### [Source data]
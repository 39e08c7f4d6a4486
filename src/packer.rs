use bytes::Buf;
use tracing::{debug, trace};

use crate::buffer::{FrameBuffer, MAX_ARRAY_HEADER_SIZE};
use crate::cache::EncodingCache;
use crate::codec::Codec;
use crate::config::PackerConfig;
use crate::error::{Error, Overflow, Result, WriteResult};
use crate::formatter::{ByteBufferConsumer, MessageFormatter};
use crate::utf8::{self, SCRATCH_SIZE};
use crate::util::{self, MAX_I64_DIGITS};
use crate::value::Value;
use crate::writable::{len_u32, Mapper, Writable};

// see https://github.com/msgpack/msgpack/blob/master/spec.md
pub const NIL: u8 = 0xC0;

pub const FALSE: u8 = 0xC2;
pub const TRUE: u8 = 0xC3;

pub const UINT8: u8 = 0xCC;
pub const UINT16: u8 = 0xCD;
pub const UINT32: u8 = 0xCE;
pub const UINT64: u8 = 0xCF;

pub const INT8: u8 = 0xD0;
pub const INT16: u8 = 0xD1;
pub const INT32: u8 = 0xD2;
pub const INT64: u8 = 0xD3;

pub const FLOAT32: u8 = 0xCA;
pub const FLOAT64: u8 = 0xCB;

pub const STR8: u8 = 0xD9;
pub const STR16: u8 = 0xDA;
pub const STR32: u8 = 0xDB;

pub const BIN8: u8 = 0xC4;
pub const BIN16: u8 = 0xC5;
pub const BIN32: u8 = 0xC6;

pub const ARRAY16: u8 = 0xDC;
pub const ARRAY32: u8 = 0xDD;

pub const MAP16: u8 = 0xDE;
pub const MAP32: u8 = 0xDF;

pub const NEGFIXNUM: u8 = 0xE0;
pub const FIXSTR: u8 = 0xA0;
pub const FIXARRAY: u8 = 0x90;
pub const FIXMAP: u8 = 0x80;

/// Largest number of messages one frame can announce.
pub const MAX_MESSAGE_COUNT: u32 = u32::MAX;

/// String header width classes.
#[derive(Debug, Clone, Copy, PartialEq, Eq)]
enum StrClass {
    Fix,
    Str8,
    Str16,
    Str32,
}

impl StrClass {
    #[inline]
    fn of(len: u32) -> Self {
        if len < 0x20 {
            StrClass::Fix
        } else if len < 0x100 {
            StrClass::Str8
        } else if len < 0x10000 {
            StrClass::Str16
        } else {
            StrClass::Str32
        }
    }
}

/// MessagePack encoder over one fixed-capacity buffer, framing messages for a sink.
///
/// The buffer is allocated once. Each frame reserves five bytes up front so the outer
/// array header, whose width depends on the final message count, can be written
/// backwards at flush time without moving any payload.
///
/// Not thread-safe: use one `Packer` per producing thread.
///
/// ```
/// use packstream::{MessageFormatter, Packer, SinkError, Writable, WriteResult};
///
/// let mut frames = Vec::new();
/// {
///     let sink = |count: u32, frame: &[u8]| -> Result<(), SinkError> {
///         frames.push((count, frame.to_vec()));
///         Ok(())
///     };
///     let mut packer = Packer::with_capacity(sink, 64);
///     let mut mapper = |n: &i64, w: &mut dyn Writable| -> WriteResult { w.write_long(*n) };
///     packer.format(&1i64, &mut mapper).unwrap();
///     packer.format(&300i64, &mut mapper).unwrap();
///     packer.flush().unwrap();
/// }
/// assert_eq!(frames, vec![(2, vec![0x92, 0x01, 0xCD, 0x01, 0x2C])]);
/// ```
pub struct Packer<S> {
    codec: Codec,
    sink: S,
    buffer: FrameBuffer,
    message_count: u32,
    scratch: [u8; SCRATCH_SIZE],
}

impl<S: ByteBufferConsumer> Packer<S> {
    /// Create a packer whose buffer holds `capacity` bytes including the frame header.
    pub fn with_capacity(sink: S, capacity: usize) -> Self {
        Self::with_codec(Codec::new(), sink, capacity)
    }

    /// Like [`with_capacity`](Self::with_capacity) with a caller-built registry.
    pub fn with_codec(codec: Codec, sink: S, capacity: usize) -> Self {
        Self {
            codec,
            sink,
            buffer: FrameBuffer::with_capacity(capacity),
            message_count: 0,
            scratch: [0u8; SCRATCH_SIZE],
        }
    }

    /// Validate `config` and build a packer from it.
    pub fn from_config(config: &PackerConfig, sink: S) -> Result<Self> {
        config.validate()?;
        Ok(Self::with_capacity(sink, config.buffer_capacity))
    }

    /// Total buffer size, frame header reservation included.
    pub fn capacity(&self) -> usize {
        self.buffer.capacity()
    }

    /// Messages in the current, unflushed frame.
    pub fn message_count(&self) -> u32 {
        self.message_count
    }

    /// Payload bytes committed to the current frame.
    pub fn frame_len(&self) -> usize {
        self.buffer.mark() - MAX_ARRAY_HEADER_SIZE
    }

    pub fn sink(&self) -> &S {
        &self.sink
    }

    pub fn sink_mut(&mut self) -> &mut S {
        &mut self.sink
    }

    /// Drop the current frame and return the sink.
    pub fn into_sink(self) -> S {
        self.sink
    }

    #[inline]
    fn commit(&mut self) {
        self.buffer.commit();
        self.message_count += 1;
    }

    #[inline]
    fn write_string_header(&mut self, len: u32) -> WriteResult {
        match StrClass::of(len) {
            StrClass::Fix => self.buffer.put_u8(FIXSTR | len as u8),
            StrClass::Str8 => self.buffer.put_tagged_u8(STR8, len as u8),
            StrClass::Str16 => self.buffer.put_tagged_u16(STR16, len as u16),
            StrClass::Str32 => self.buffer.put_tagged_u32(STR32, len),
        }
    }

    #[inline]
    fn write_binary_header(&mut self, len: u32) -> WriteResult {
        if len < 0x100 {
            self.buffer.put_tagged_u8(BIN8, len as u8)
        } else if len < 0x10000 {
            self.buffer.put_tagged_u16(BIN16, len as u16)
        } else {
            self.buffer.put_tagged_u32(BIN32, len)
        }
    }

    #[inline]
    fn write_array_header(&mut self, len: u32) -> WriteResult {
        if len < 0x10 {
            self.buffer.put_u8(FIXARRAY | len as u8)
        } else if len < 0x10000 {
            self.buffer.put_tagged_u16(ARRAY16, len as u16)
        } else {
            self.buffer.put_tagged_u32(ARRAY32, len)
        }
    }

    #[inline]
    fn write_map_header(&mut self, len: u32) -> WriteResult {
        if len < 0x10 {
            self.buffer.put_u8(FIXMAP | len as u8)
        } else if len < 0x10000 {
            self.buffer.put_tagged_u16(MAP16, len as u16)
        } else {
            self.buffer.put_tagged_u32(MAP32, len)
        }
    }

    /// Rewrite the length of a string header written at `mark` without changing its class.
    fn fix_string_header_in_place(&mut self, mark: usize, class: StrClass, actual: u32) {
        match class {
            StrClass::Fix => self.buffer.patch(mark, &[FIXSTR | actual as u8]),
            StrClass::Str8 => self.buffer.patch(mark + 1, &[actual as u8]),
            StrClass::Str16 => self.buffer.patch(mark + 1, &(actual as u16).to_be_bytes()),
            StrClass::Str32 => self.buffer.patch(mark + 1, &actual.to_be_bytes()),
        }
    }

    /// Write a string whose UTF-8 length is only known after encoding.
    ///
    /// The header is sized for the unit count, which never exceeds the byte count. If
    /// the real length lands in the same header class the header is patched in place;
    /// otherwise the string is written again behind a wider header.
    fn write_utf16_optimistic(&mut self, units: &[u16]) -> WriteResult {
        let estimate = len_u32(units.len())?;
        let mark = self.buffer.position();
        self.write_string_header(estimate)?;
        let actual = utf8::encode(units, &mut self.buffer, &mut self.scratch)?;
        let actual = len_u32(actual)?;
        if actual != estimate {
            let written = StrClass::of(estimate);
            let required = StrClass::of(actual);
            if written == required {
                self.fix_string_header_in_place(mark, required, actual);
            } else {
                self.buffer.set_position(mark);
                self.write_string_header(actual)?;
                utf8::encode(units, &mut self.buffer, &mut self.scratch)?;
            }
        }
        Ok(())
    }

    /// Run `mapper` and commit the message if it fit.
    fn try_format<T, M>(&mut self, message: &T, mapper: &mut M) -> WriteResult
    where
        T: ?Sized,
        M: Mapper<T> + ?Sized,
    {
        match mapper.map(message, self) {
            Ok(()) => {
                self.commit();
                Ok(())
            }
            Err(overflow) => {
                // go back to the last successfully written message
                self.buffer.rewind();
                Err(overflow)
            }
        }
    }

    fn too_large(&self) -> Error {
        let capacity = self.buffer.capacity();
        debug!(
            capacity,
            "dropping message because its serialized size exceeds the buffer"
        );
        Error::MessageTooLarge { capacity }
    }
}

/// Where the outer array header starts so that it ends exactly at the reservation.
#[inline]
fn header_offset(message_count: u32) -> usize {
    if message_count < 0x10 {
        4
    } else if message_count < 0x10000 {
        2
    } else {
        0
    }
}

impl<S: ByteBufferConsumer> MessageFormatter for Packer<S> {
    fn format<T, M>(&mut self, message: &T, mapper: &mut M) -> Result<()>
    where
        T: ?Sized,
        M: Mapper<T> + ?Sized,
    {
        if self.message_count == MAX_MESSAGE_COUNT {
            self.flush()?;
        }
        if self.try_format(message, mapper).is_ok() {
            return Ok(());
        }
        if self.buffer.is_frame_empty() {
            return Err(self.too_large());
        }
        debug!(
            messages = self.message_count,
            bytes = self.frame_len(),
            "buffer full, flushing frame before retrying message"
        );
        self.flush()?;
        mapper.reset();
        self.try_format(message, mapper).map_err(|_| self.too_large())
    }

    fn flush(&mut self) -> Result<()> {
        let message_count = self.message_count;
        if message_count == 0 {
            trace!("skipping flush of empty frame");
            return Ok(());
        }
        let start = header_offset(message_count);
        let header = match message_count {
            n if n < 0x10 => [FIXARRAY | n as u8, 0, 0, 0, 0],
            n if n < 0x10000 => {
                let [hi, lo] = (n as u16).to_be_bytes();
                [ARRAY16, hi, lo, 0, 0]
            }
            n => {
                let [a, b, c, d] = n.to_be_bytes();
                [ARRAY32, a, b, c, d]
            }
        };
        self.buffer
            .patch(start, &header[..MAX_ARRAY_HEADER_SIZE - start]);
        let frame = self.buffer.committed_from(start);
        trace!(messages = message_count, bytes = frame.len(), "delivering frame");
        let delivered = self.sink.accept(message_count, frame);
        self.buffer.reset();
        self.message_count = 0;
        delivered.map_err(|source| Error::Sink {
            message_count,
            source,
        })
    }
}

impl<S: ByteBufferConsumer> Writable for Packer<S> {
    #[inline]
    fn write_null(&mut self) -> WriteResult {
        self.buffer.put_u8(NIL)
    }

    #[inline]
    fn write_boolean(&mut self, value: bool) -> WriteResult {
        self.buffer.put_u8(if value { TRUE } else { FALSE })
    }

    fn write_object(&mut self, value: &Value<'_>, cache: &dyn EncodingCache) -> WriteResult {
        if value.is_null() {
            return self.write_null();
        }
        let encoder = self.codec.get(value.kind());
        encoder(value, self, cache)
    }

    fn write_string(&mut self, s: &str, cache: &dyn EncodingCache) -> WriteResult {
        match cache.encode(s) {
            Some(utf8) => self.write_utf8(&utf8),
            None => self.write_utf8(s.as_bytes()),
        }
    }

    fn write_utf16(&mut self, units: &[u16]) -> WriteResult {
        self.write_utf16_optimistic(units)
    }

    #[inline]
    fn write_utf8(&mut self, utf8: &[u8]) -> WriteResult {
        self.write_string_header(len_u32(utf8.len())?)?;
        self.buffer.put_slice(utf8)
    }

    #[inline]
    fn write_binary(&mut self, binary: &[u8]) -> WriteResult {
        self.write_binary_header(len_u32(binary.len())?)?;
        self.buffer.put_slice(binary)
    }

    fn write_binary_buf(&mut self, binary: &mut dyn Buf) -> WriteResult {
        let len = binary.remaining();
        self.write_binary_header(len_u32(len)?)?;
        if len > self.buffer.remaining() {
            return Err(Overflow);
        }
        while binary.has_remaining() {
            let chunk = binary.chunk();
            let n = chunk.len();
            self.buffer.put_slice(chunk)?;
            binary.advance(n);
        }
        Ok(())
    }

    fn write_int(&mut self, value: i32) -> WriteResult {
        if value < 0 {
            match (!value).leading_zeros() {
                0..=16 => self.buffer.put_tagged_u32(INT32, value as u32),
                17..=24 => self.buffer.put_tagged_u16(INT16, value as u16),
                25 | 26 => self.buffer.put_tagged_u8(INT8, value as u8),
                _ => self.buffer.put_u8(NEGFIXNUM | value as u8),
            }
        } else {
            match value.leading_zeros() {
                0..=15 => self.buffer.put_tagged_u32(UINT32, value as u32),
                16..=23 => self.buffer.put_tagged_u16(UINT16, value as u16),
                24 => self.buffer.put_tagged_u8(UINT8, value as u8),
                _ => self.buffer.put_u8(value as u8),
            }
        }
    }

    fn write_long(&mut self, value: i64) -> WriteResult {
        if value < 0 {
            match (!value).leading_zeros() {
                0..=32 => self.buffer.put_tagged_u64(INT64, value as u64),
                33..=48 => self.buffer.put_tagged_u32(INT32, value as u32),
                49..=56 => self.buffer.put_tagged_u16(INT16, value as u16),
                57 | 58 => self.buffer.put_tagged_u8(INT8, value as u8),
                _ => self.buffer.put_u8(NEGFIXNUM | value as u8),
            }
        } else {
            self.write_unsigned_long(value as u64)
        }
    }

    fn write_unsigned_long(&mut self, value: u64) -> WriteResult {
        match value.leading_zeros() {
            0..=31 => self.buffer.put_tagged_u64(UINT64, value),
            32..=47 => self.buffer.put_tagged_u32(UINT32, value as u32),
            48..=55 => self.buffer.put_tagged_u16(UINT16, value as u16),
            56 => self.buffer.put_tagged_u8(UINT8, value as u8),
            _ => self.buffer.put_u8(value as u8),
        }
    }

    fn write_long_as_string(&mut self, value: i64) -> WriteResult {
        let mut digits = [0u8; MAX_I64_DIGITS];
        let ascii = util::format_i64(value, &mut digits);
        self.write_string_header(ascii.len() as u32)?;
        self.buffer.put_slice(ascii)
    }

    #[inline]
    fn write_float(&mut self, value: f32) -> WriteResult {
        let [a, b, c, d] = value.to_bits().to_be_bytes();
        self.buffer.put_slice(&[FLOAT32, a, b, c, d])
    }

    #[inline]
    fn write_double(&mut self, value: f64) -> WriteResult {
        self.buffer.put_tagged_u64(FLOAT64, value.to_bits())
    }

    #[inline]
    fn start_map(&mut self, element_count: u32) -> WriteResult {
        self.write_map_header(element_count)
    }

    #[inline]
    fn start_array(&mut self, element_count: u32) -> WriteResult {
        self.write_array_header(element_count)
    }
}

--

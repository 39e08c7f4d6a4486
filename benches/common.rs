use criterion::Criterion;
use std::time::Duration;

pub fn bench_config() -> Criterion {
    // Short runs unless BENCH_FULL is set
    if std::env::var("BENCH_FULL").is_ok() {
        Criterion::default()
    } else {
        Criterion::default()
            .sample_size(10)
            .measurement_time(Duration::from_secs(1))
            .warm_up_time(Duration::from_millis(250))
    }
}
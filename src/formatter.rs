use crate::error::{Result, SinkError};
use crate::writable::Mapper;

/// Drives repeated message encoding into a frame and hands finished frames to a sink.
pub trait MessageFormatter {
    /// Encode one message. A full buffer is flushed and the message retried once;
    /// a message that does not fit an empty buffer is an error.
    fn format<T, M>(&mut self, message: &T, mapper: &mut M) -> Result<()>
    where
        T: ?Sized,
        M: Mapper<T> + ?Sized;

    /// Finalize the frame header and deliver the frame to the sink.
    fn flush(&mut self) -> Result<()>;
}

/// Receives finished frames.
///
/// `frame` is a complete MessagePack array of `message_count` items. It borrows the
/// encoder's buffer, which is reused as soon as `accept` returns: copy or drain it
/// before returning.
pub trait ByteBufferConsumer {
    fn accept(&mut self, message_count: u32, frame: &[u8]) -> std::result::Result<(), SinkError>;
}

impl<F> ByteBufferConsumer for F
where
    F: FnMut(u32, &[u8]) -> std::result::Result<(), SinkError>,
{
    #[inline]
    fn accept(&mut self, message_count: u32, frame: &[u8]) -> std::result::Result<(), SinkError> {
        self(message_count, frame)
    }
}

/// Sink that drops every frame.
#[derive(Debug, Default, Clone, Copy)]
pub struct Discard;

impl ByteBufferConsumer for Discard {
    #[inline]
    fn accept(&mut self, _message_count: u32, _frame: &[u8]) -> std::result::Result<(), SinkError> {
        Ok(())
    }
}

### [To do]
Copy each line of the listing above that contains the word "Criterion".

### [Result of the exercise]
use criterion::Criterion;
pub fn bench_config() -> Criterion {
        Criterion::default()
        Criterion::default()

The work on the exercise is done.